▶ **TASK BRIEF**
Only the number is requested. Tally the lines of the data that hold the string "handlers".

▶ **RECORD EXTRACTS**
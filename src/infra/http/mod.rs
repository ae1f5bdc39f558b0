pub mod error;
pub mod handlers;
mod middleware;

pub use middleware::{REQUEST_ID_HEADER, RequestContext};

use std::sync::Arc;

use axum::{
    Router, middleware as axum_middleware,
    routing::{get, post},
};

use crate::application::questions::QuestionService;

use middleware::{log_responses, set_request_context};

#[derive(Clone)]
pub struct HttpState {
    pub questions: Arc<QuestionService>,
}

pub fn build_router(state: HttpState) -> Router {
    Router::new()
        .route("/testroutes/gettests", get(handlers::get_test))
        .route("/testroutes/updatestatus", post(handlers::update_status))
        .with_state(state)
        .layer(axum_middleware::from_fn(log_responses))
        .layer(axum_middleware::from_fn(set_request_context))
}
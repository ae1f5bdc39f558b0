use std::error::Error as StdError;

use axum::{http::StatusCode, response::Response};
use thiserror::Error;

use crate::{config::LoadError, infra::error::InfraError};

/// Diagnostic chain attached to error responses and logged once by the
/// response middleware.
#[derive(Debug, Clone)]
pub struct ErrorReport {
    pub source: &'static str,
    pub status: StatusCode,
    pub messages: Vec<String>,
}

impl ErrorReport {
    pub fn from_error(source: &'static str, status: StatusCode, error: &dyn StdError) -> Self {
        let mut messages = Vec::new();
        messages.push(error.to_string());
        let mut current = error.source();
        while let Some(inner) = current {
            messages.push(inner.to_string());
            current = inner.source();
        }
        Self {
            source,
            status,
            messages,
        }
    }

    pub fn from_message(
        source: &'static str,
        status: StatusCode,
        message: impl Into<String>,
    ) -> Self {
        Self {
            source,
            status,
            messages: vec![message.into()],
        }
    }

    pub fn attach(self, response: &mut Response) {
        response.extensions_mut().insert(self);
    }
}

/// Failures that stop the process before or after serving.
#[derive(Debug, Error)]
pub enum AppError {
    #[error("failed to load configuration: {0}")]
    Config(#[from] LoadError),
    #[error(transparent)]
    Infra(#[from] InfraError),
}
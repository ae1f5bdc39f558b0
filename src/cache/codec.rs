//! Storage representation of a level's cached list.
//!
//! A list is stored as a JSON array in stored order. `shown_at` is written as
//! an RFC 3339 string with full sub-second precision, or `null` when absent.

use thiserror::Error;

use crate::domain::entities::CachedTest;

#[derive(Debug, Error)]
pub enum CodecError {
    #[error("failed to encode cached list: {0}")]
    Encode(#[source] serde_json::Error),
    #[error("failed to decode cached list: {0}")]
    Decode(#[source] serde_json::Error),
}

pub fn encode(records: &[CachedTest]) -> Result<Vec<u8>, CodecError> {
    serde_json::to_vec(records).map_err(CodecError::Encode)
}

pub fn decode(bytes: &[u8]) -> Result<Vec<CachedTest>, CodecError> {
    serde_json::from_slice(bytes).map_err(CodecError::Decode)
}
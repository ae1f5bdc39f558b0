use thiserror::Error;

use super::codec::CodecError;
use super::store::StoreError;

#[derive(Debug, Error)]
pub enum CacheError {
    #[error(transparent)]
    Store(#[from] StoreError),
    #[error(transparent)]
    Codec(#[from] CodecError),
    #[error("cache operation `{op}` timed out after {timeout_ms}ms")]
    Timeout { op: &'static str, timeout_ms: u128 },
}
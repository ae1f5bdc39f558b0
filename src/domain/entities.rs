//! Question records as they move between the persistent store and the cache.

use std::collections::HashSet;

use serde::{Deserialize, Serialize};
use time::OffsetDateTime;

use super::error::DomainError;

#[derive(Debug, Clone, PartialEq, Eq, Serialize, Deserialize)]
pub struct QuestionOption {
    pub option_id: i32,
    pub option_text: String,
}

/// A question row as returned by the persistent store, joined with its options.
#[derive(Debug, Clone, PartialEq, Eq)]
pub struct StoredQuestion {
    pub id: i64,
    pub question_text: String,
    pub options: Vec<QuestionOption>,
    pub correct_option_id: i32,
    pub explanation: String,
    pub last_shown: Option<OffsetDateTime>,
}

/// One cached question of a level.
///
/// Everything except `shown` and `shown_at` is fixed at creation.
#[derive(Debug, Clone, PartialEq, Eq, Serialize, Deserialize)]
pub struct CachedTest {
    pub id: i64,
    pub question_text: String,
    pub options: Vec<QuestionOption>,
    pub correct_option_id: i32,
    pub explanation: String,
    #[serde(default, with = "time::serde::rfc3339::option")]
    pub shown_at: Option<OffsetDateTime>,
    #[serde(default)]
    pub shown: bool,
}

impl CachedTest {
    pub fn mark_shown(&mut self, shown_at: OffsetDateTime) {
        self.shown = true;
        self.shown_at = Some(shown_at);
    }
}

impl TryFrom<StoredQuestion> for CachedTest {
    type Error = DomainError;

    fn try_from(question: StoredQuestion) -> Result<Self, Self::Error> {
        if question.id <= 0 {
            return Err(DomainError::validation(format!(
                "question id must be positive, got {}",
                question.id
            )));
        }
        if question.question_text.trim().is_empty() {
            return Err(DomainError::validation(format!(
                "question {} has empty text",
                question.id
            )));
        }
        if question.explanation.trim().is_empty() {
            return Err(DomainError::validation(format!(
                "question {} has empty explanation",
                question.id
            )));
        }
        if let Some(option) = question
            .options
            .iter()
            .find(|option| option.option_id < 0 || option.option_text.trim().is_empty())
        {
            return Err(DomainError::validation(format!(
                "question {} has invalid option {}",
                question.id, option.option_id
            )));
        }
        if !question
            .options
            .iter()
            .any(|option| option.option_id == question.correct_option_id)
        {
            return Err(DomainError::validation(format!(
                "question {} references missing correct option {}",
                question.id, question.correct_option_id
            )));
        }

        Ok(Self {
            id: question.id,
            question_text: question.question_text,
            options: question.options,
            correct_option_id: question.correct_option_id,
            explanation: question.explanation,
            shown_at: question.last_shown,
            shown: false,
        })
    }
}

/// Drop every record whose id already appeared earlier in the list.
pub fn dedup_by_id(records: Vec<CachedTest>) -> Vec<CachedTest> {
    let mut seen = HashSet::with_capacity(records.len());
    records
        .into_iter()
        .filter(|record| seen.insert(record.id))
        .collect()
}
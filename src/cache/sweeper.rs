//! Expiry sweep scheduler.
//!
//! A single background loop that, every `check_interval`, flushes and evicts
//! each entry that could expire before the next tick reaches it. The shutdown
//! flush runs the same write-back for every entry regardless of lifetime.
//!
//! A sweep reads every entry it will flush before issuing any write. The next
//! tick cannot start until those writes finish, so the look-ahead window is the
//! longer of one interval and the worst-case duration of the writes queued so
//! far. A slow question store therefore widens the window instead of letting
//! entries expire unflushed.
//!
//! Sweep ticks and the shutdown flush are serialized on one async mutex so
//! they never race on the same key.

use std::sync::{Arc, Mutex};
use std::time::Duration;

use metrics::{counter, histogram};
use tokio::sync::watch;
use tokio::task::JoinHandle;
use tokio::time::{Instant, MissedTickBehavior};
use tracing::{debug, info, warn};

use crate::domain::entities::CachedTest;

use super::config::CacheConfig;
use super::error::CacheError;
use super::flush::{FlushReport, Flusher};
use super::lock::mutex_lock;
use super::store::TimedStore;

const METRIC_SWEEP_EVICTED_TOTAL: &str = "quizcache_sweep_evicted_total";
const METRIC_SWEEP_MS: &str = "quizcache_sweep_ms";

/// What one sweep (or the shutdown flush) did.
#[derive(Debug, Default)]
pub struct SweepSummary {
    pub inspected: usize,
    pub evicted: Vec<FlushReport>,
    pub errors: usize,
}

impl SweepSummary {
    pub fn evicted_keys(&self) -> Vec<&str> {
        self.evicted.iter().map(|report| report.key.as_str()).collect()
    }
}

struct SweepHandle {
    stop: watch::Sender<bool>,
    task: JoinHandle<()>,
}

pub struct ExpirySweeper {
    store: TimedStore,
    flusher: Arc<Flusher>,
    check_interval: Duration,
    gate: tokio::sync::Mutex<()>,
    handle: Mutex<Option<SweepHandle>>,
}

impl ExpirySweeper {
    pub fn new(store: TimedStore, flusher: Arc<Flusher>, config: &CacheConfig) -> Self {
        Self {
            store,
            flusher,
            check_interval: config.check_interval,
            gate: tokio::sync::Mutex::new(()),
            handle: Mutex::new(None),
        }
    }

    /// Spawn the periodic loop. Returns false if it is already running.
    pub fn start(self: &Arc<Self>) -> bool {
        let mut handle = mutex_lock(&self.handle, "sweeper.start");
        if handle.is_some() {
            return false;
        }

        let (stop, mut stopped) = watch::channel(false);
        let sweeper = Arc::clone(self);
        let task = tokio::spawn(async move {
            let mut interval = tokio::time::interval(sweeper.check_interval);
            interval.set_missed_tick_behavior(MissedTickBehavior::Delay);
            interval.tick().await; // Skip the first immediate tick
            loop {
                tokio::select! {
                    biased;
                    _ = stopped.changed() => break,
                    _ = interval.tick() => {
                        if let Err(err) = sweeper.sweep_once().await {
                            warn!(error = %err, "Expiry sweep aborted; retrying next tick");
                        }
                    }
                }
            }
            debug!("Expiry sweep loop stopped");
        });

        info!(
            check_interval_ms = self.check_interval.as_millis() as u64,
            "Expiry sweep loop started"
        );
        *handle = Some(SweepHandle { stop, task });
        true
    }

    /// Stop the loop and wait for an in-flight tick to finish.
    pub async fn stop(&self) {
        let handle = mutex_lock(&self.handle, "sweeper.stop").take();
        let Some(SweepHandle { stop, task }) = handle else {
            return;
        };
        let _ = stop.send(true);
        if let Err(err) = task.await {
            warn!(error = %err, "Expiry sweep task ended abnormally");
        }
    }

    pub fn is_running(&self) -> bool {
        mutex_lock(&self.handle, "sweeper.is_running").is_some()
    }

    /// One sweep tick: flush and evict every entry that could expire before
    /// the next tick.
    pub async fn sweep_once(&self) -> Result<SweepSummary, CacheError> {
        let _gate = self.gate.lock().await;
        let started_at = Instant::now();
        let mut summary = SweepSummary::default();

        let mut live = Vec::new();
        for key in self.store.keys().await? {
            summary.inspected += 1;
            match self.store.ttl(&key).await {
                Ok(Some(remaining)) => live.push((Instant::now() + remaining, key)),
                Ok(None) => {}
                Err(err) => {
                    warn!(key, error = %err, "Could not read remaining lifetime");
                    summary.errors += 1;
                }
            }
        }
        live.sort();

        let mut captured = Vec::new();
        let mut backlog = Duration::ZERO;
        for (expires_at, key) in live {
            let horizon = Instant::now() + self.check_interval.max(backlog);
            if expires_at > horizon {
                break;
            }
            debug!(
                key,
                remaining_ms = expires_at.saturating_duration_since(Instant::now()).as_millis() as u64,
                backlog_ms = backlog.as_millis() as u64,
                "Entry may expire before the next tick; flushing"
            );
            if let Some(records) = self.capture(&key, &mut summary).await {
                backlog = backlog.saturating_add(self.flusher.worst_case(&records));
                captured.push((key, records));
            }
        }
        self.write_back(captured, &mut summary).await;

        counter!(METRIC_SWEEP_EVICTED_TOTAL).increment(summary.evicted.len() as u64);
        histogram!(METRIC_SWEEP_MS).record(started_at.elapsed().as_secs_f64() * 1000.0);
        if !summary.evicted.is_empty() {
            info!(evicted = ?summary.evicted_keys(), "Expiry sweep flushed entries");
        }
        Ok(summary)
    }

    /// Flush and evict every entry regardless of remaining lifetime.
    ///
    /// Waits for an in-flight sweep tick first. Call before [`Self::stop`].
    pub async fn shutdown_flush_all(&self) -> Result<SweepSummary, CacheError> {
        let _gate = self.gate.lock().await;
        let mut summary = SweepSummary::default();

        let mut captured = Vec::new();
        for key in self.store.keys().await? {
            summary.inspected += 1;
            if let Some(records) = self.capture(&key, &mut summary).await {
                captured.push((key, records));
            }
        }
        self.write_back(captured, &mut summary).await;

        info!(
            flushed = ?summary.evicted_keys(),
            errors = summary.errors,
            "Shutdown flush complete"
        );
        Ok(summary)
    }

    async fn capture(&self, key: &str, summary: &mut SweepSummary) -> Option<Vec<CachedTest>> {
        match self.flusher.capture(&self.store, key).await {
            Ok(records) => records,
            Err(err) => {
                warn!(key, error = %err, "Could not read cache entry");
                summary.errors += 1;
                None
            }
        }
    }

    async fn write_back(
        &self,
        captured: Vec<(String, Vec<CachedTest>)>,
        summary: &mut SweepSummary,
    ) {
        for (key, records) in captured {
            match self
                .flusher
                .write_back_and_evict(&self.store, &key, &records)
                .await
            {
                Ok(report) => summary.evicted.push(report),
                Err(err) => {
                    warn!(key, error = %err, "Could not evict cache entry");
                    summary.errors += 1;
                }
            }
        }
    }
}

▶ **RESULT**
3